_TASK INSTRUCTIONS_.
Nothing in the data is to be left out; copy it exactly.

────────────────────────────────────────

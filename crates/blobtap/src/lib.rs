//! Blobtap — core capture engine: inline resource decoding, PCM-to-WAV
//! encoding, and exactly-once deduplication of resources found on live pages.

pub mod audio;
pub mod dispatcher;
pub mod ledger;
pub mod storage;
pub mod token;
pub mod types;
pub mod wav;

pub use audio::{AudioFingerprint, AudioSampleSet, FINGERPRINT_PREFIX};
pub use dispatcher::{DispatchOutcome, DispatchStats, Dispatcher};
pub use ledger::{Ledger, ResourceIdentity};
pub use storage::{DirectoryStore, ResourceStore};
pub use token::{extension_for, looks_like_token, InlineToken, FALLBACK_EXTENSION};
pub use types::*;
pub use wav::{encode_wav, sample_to_i16, WavLayout};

────────────────────────────────────────

_RESULT OF THE TASK_.
filename crates/blobtap/src/lib.rs
//! Blobtap — core capture engine: inline resource decoding, PCM-to-WAV
//! encoding, and exactly-once deduplication of resources found on live pages.

pub mod audio;
pub mod dispatcher;
pub mod ledger;
pub mod storage;
pub mod token;
pub mod types;
pub mod wav;

pub use audio::{AudioFingerprint, AudioSampleSet, FINGERPRINT_PREFIX};
pub use dispatcher::{DispatchOutcome, DispatchStats, Dispatcher};
pub use ledger::{Ledger, ResourceIdentity};
pub use storage::{DirectoryStore, ResourceStore};
pub use token::{extension_for, looks_like_token, InlineToken, FALLBACK_EXTENSION};
pub use types::*;
pub use wav::{encode_wav, sample_to_i16, WavLayout};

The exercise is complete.